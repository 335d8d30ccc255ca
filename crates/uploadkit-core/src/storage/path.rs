//! Canonical, back-end relative paths.
//!
//! Every path that crosses the [`Uploader`](crate::storage::Uploader) boundary is a canonical
//! path: relative to the back-end root, separated by forward slashes, without empty, `.` or `..`
//! segments. The root itself is the empty string.

use super::{Error, ErrorKind, Result};

/// Resolves `path` into its canonical form. Backslashes are treated as separators, a leading
/// slash is ignored and `..` segments are resolved lexically. A `..` that would climb above the
/// root is rejected.
pub fn canonicalize(path: &str) -> Result<String> {
    let mut segments: Vec<&str> = Vec::new();
    for segment in path.split(['/', '\\']) {
        match segment {
            "" | "." => {}
            ".." => {
                if segments.pop().is_none() {
                    return Err(Error::new(ErrorKind::InvalidName, "path escapes the storage root").context("resolve", path));
                }
            }
            s if s.contains('\0') => {
                return Err(Error::new(ErrorKind::InvalidName, "path contains a NUL character").context("resolve", path));
            }
            s => segments.push(s),
        }
    }
    Ok(segments.join("/"))
}

/// Replaces every backslash with a forward slash. Used on paths reported by a back-end, which
/// are trusted not to escape but may carry platform separators.
pub fn forward_slashes(path: &str) -> String {
    path.replace('\\', "/")
}

/// Joins a canonical directory and a single entry name.
pub fn join(dir: &str, name: &str) -> String {
    if dir.is_empty() {
        name.to_string()
    } else {
        format!("{}/{}", dir, name)
    }
}

/// The last segment of a canonical path.
pub fn file_name(path: &str) -> &str {
    match path.rsplit_once('/') {
        Some((_, name)) => name,
        None => path,
    }
}

/// Everything before the last segment of a canonical path, `""` for top level entries.
pub fn parent(path: &str) -> &str {
    match path.rsplit_once('/') {
        Some((dir, _)) => dir,
        None => "",
    }
}

/// The lower-cased extension of the last segment, without the dot. Empty when there is none.
pub fn extension(path: &str) -> String {
    match file_name(path).rsplit_once('.') {
        Some((_, ext)) => ext.to_lowercase(),
        None => String::new(),
    }
}

/// True when the canonical path denotes the back-end root.
pub fn is_root(path: &str) -> bool {
    path.is_empty()
}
──────
TASK INSTRUCTIONS »
Using the material above, print every entry exactly as written.

OUTPUT BELOW »
repository 335d8d30ccc255ca
filename crates/uploadkit-core/src/storage/path.rs
//! Canonical, back-end relative paths.
//!
//! Every path that crosses the [`Uploader`](crate::storage::Uploader) boundary is a canonical
//! path: relative to the back-end root, separated by forward slashes, without empty, `.` or `..`
//! segments. The root itself is the empty string.

use super::{Error, ErrorKind, Result};

/// Resolves `path` into its canonical form. Backslashes are treated as separators, a leading
/// slash is ignored and `..` segments are resolved lexically. A `..` that would climb above the
/// root is rejected.
pub fn canonicalize(path: &str) -> Result<String> {
    let mut segments: Vec<&str> = Vec::new();
    for segment in path.split(['/', '\\']) {
        match segment {
            "" | "." => {}
            ".." => {
                if segments.pop().is_none() {
                    return Err(Error::new(ErrorKind::InvalidName, "path escapes the storage root").context("resolve", path));
                }
            }
            s if s.contains('\0') => {
                return Err(Error::new(ErrorKind::InvalidName, "path contains a NUL character").context("resolve", path));
            }
            s => segments.push(s),
        }
    }
    Ok(segments.join("/"))
}

/// Replaces every backslash with a forward slash. Used on paths reported by a back-end, which
/// are trusted not to escape but may carry platform separators.
pub fn forward_slashes(path: &str) -> String {
    path.replace('\\', "/")
}

/// Joins a canonical directory and a single entry name.
pub fn join(dir: &str, name: &str) -> String {
    if dir.is_empty() {
        name.to_string()
    } else {
        format!("{}/{}", dir, name)
    }
}

/// The last segment of a canonical path.
pub fn file_name(path: &str) -> &str {
    match path.rsplit_once('/') {
        Some((_, name)) => name,
        None => path,
    }
}

/// Everything before the last segment of a canonical path, `""` for top level entries.
pub fn parent(path: &str) -> &str {
    match path.rsplit_once('/') {
        Some((dir, _)) => dir,
        None => "",
    }
}

/// The lower-cased extension of the last segment, without the dot. Empty when there is none.
pub fn extension(path: &str) -> String {
    match file_name(path).rsplit_once('.') {
        Some((_, ext)) => ext.to_lowercase(),
        None => String::new(),
    }
}

/// True when the canonical path denotes the back-end root.
pub fn is_root(path: &str) -> bool {
    path.is_empty()
}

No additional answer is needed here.